Chirag wrote me the other day on this and suggested I try his “Bic challenge." Take it as follows: “Go into your office and pick a member of staff. Tell them you've run out of Bic pens and they need to order some more. Time how long it takes and what price option they come back with. You can use any catalog — here's the one from Amazon (and don't forget to include the shipping charge!)”

Likely, your results won’t vary. In short, suppliers manage buyers better than vice versa.

Deep Catalog Thoughts With Jack Mitchell

Of course, this begs some larger questions (courtesy of Pierre) to ponder as we conclude this series.

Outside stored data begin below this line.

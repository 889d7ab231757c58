//! Console message model.

use std::time::SystemTime;

use serde::{Deserialize, Serialize};

/// Severity classes for console messages.
#[derive(
    Debug, Clone, Copy, PartialEq, Eq, PartialOrd, Ord, Hash, Serialize, Deserialize,
)]
pub enum Severity {
    /// Verbose diagnostics.
    Trace,
    /// Developer diagnostics.
    Debug,
    /// Normal operation.
    Info,
    /// Something suspicious but recoverable.
    Warning,
    /// Operation failed.
    Error,
}

impl Severity {
    /// Get a display name for this severity.
    #[must_use]
    pub const fn name(self) -> &'static str {
        match self {
            Self::Trace => "Trace",
            Self::Debug => "Debug",
            Self::Info => "Info",
            Self::Warning => "Warning",
            Self::Error => "Error",
        }
    }
}

/// A single console entry as received from an upstream log sink.
#[derive(Debug, Clone, PartialEq, Eq, Serialize, Deserialize)]
pub struct ConsoleMessage {
    /// Message severity.
    pub severity: Severity,
    /// Message body; may span multiple display lines.
    pub text: String,
    /// Wall-clock time the message was produced.
    pub timestamp: SystemTime,
}

impl ConsoleMessage {
    /// Create a message with an explicit timestamp.
    pub fn new(severity: Severity, text: impl Into<String>, timestamp: SystemTime) -> Self {
        Self {
            severity,
            text: text.into(),
            timestamp,
        }
    }

    /// Create a message stamped with the current wall-clock time.
    pub fn now(severity: Severity, text: impl Into<String>) -> Self {
        Self::new(severity, text, SystemTime::now())
    }

    /// Number of display lines: embedded line breaks plus one.
    #[must_use]
    pub fn line_count(&self) -> u32 {
        self.text.matches('\n').count() as u32 + 1
    }
}

#[cfg(test)]
mod tests {
    use super::*;

    #[test]
    fn line_count_counts_breaks_plus_one() {
        assert_eq!(ConsoleMessage::now(Severity::Info, "").line_count(), 1);
        assert_eq!(ConsoleMessage::now(Severity::Info, "one").line_count(), 1);
        assert_eq!(
            ConsoleMessage::now(Severity::Info, "a\nb\nc").line_count(),
            3
        );
        assert_eq!(
            ConsoleMessage::now(Severity::Error, "trailing\n").line_count(),
            2
        );
    }

    #[test]
    fn severity_names() {
        assert_eq!(Severity::Warning.name(), "Warning");
        assert!(Severity::Error > Severity::Info);
    }
}
#[cfg(test)]
mod tests {
    use super::*;

    fn profiler() -> FlameProfiler {
        FlameProfiler::new(&ProfilerConfig::default()).unwrap()
    }

    #[test]
    fn rejects_degenerate_frame_window() {
        for frame_slots in [0, 1] {
            let config = ProfilerConfig::default().with_frame_slots(frame_slots);
            assert_eq!(
                FlameProfiler::new(&config).err(),
                Some(ProfilerError::InvalidConfiguration(frame_slots))
            );
        }
    }

    #[test]
    fn nested_intervals_record_levels() {
        let mut profiler = profiler();
        profiler.begin_frame();
        profiler.begin("update");
        profiler.begin("physics");
        std::thread::sleep(std::time::Duration::from_millis(1));
        profiler.end("physics");
        profiler.end("update");

        let intervals = profiler.current().intervals();
        assert_eq!(intervals.len(), 2);
        let update = &intervals[0];
        let physics = &intervals[1];
        assert_eq!(update.name(), "update");
        assert_eq!(update.level(), 0);
        assert_eq!(physics.level(), 1);
        assert!(update.is_finalized());
        assert!(physics.is_finalized());
        assert!(update.duration() >= physics.duration());
    }

    #[test]
    #[should_panic(expected = "without a matching begin")]
    fn end_at_depth_zero_panics() {
        let mut profiler = profiler();
        profiler.begin_frame();
        profiler.end("update");
    }

    #[test]
    #[should_panic(expected = "nesting deeper than")]
    fn begin_past_max_depth_panics() {
        let mut profiler = profiler();
        profiler.begin_frame();
        for i in 0..=u32::from(MAX_NESTING) {
            profiler.begin(&format!("stage-{i}"));
        }
    }

    #[test]
    #[should_panic(expected = "already ended this frame")]
    fn double_end_panics() {
        let mut profiler = profiler();
        profiler.begin_frame();
        profiler.begin("update");
        profiler.end("update");
        profiler.begin("render");
        profiler.end("update");
    }

    #[test]
    #[should_panic(expected = "mismatched begin/end nesting")]
    fn interleaved_pairs_panic() {
        let mut profiler = profiler();
        profiler.begin_frame();
        profiler.begin("outer");
        profiler.begin("inner");
        profiler.end("outer");
    }

    #[test]
    #[should_panic(expected = "unclosed stage intervals")]
    fn unmatched_begin_surfaces_at_frame_end() {
        let mut profiler = profiler();
        profiler.begin_frame();
        profiler.begin("update");
        profiler.end_frame();
    }

    #[test]
    fn stages_register_in_every_frame_slot() {
        let mut profiler = profiler();
        profiler.begin_frame();
        profiler.begin("update");
        profiler.end("update");
        profiler.begin("render");
        profiler.end("render");
        profiler.end_frame();

        let update = profiler.stage_id("update").unwrap();
        let render = profiler.stage_id("render").unwrap();
        for slot in &profiler.frames {
            assert_eq!(slot.index_of(update), Some(0));
            assert_eq!(slot.index_of(render), Some(1));
        }
    }

    #[test]
    fn idle_stages_retire_after_one_frame() {
        let mut profiler = profiler();
        profiler.begin_frame();
        profiler.begin("one-shot");
        profiler.end("one-shot");
        profiler.end_frame();
        assert_eq!(profiler.stage_count(), 1);

        // The stage exists but does not run this frame.
        profiler.begin_frame();
        profiler.end_frame();
        assert_eq!(profiler.stage_count(), 0);
        assert_eq!(profiler.stage_id("one-shot"), None);
        for slot in &profiler.frames {
            assert!(slot.intervals().is_empty());
        }
    }

    #[test]
    fn retirement_shifts_later_positions() {
        let mut profiler = profiler();
        profiler.begin_frame();
        profiler.begin("a");
        profiler.end("a");
        profiler.begin("b");
        profiler.end("b");
        profiler.end_frame();

        // Only "b" runs; "a" retires and "b" shifts to position 0.
        profiler.begin_frame();
        profiler.begin("b");
        profiler.end("b");
        profiler.end_frame();
        assert_eq!(profiler.stage_count(), 1);
        let b = profiler.stage_id("b").unwrap();
        assert_eq!(profiler.positions[&b], 0);

        profiler.begin_frame();
        profiler.begin("b");
        profiler.end("b");
        profiler.end_frame();
        assert_eq!(profiler.stage_count(), 1);
    }

    #[test]
    fn frame_boundaries_are_back_to_back() {
        let mut profiler = profiler();
        profiler.begin_frame();
        profiler.begin_frame();
        assert_eq!(profiler.completed().end(), profiler.current().start());
        assert_eq!(
            profiler.completed_entry_index(),
            (profiler.current_entry + profiler.frames.len() - 1) % profiler.frames.len()
        );
    }

    #[test]
    fn interval_view_exposes_flat_values() {
        let mut profiler = profiler();
        profiler.begin_frame();
        profiler.begin("update");
        profiler.begin("physics");
        profiler.end("physics");
        profiler.end("update");
        profiler.end_frame();
        profiler.begin_frame();

        let update = profiler.interval_view(0, SampleView::Averaged).unwrap();
        assert_eq!(update.name, "update");
        assert_eq!(update.level, 0);
        assert!(update.start_ms >= 0.0);
        assert!(update.end_ms >= update.start_ms);

        let physics = profiler.interval_view(1, SampleView::Raw).unwrap();
        assert_eq!(physics.level, 1);
        assert!(physics.start_ms >= update.start_ms);
        assert!(profiler.interval_view(2, SampleView::Raw).is_none());
    }

    #[test]
    fn scope_guard_ends_on_drop() {
        let mut profiler = profiler();
        profiler.begin_frame();
        {
            let _scope = profiler.scope("update");
        }
        assert_eq!(profiler.nesting_level(), 0);
        assert!(profiler.current().intervals()[0].is_finalized());
        profiler.end_frame();
    }

    #[test]
    fn offsets_fold_into_sample_windows() {
        // Two frame slots: every other frame folds into the same slot's
        // interval, so four frames leave two samples per window.
        let config = ProfilerConfig::default().with_frame_slots(2);
        let mut profiler = FlameProfiler::new(&config).unwrap();
        for _ in 0..4 {
            profiler.begin_frame();
            profiler.begin("update");
            profiler.end("update");
            profiler.end_frame();
        }
        let entry = profiler.completed();
        let interval = &entry.intervals()[0];
        assert_eq!(interval.start_samples.len(), 2);
        assert_eq!(interval.end_samples.len(), 2);
        assert!(
            interval.end_offset_ms(SampleView::Averaged)
                >= interval.start_offset_ms(SampleView::Averaged)
        );
    }

    #[test]
    fn destroy_stage_by_name() {
        let mut profiler = profiler();
        profiler.create_stage("update");
        profiler.create_stage("render");
        profiler.destroy_stage("update");
        assert_eq!(profiler.stage_count(), 1);
        assert_eq!(profiler.stage_id("update"), None);
        assert_eq!(profiler.stage_name(profiler.stage_id("render").unwrap()), Some("render"));
        for slot in &profiler.frames {
            assert_eq!(slot.intervals().len(), 1);
        }
    }
}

First, does procurement really want the best deal? Or does it want the deal that most easily tracks cost savings against SKU? More dynamic pricing means fewer baselines and less ability to get favorable PPV (i.e., catalogs are basically item masters with standard costing).    

Second, can any master data keep up with the increasing dynamism of the world that the data is modeling? Supplier master data gets stale quickly. Contract data can get unwieldy and cannot keep up with realities of dynamic relationships/environments.   

And third (and most important), how can such master data not be stale descriptive data which loses touch with reality? What if master data objects were actually goal seeking entities (i.e., agents) that wanted to keep themselves “alive” and accurate and serving the user?  

What if the catalog item’s sole purpose was to be a re-usable item or service — and sought to keep itself relevant with only the data it needed based on what it was and the context of how it would be used?

Food for future catalog thought. But the current line-level catalog smorgasbord that most organizations are using today is certainly not helping our procurement cause as well as it could be; rather, it’s making us stuff our faces blindly.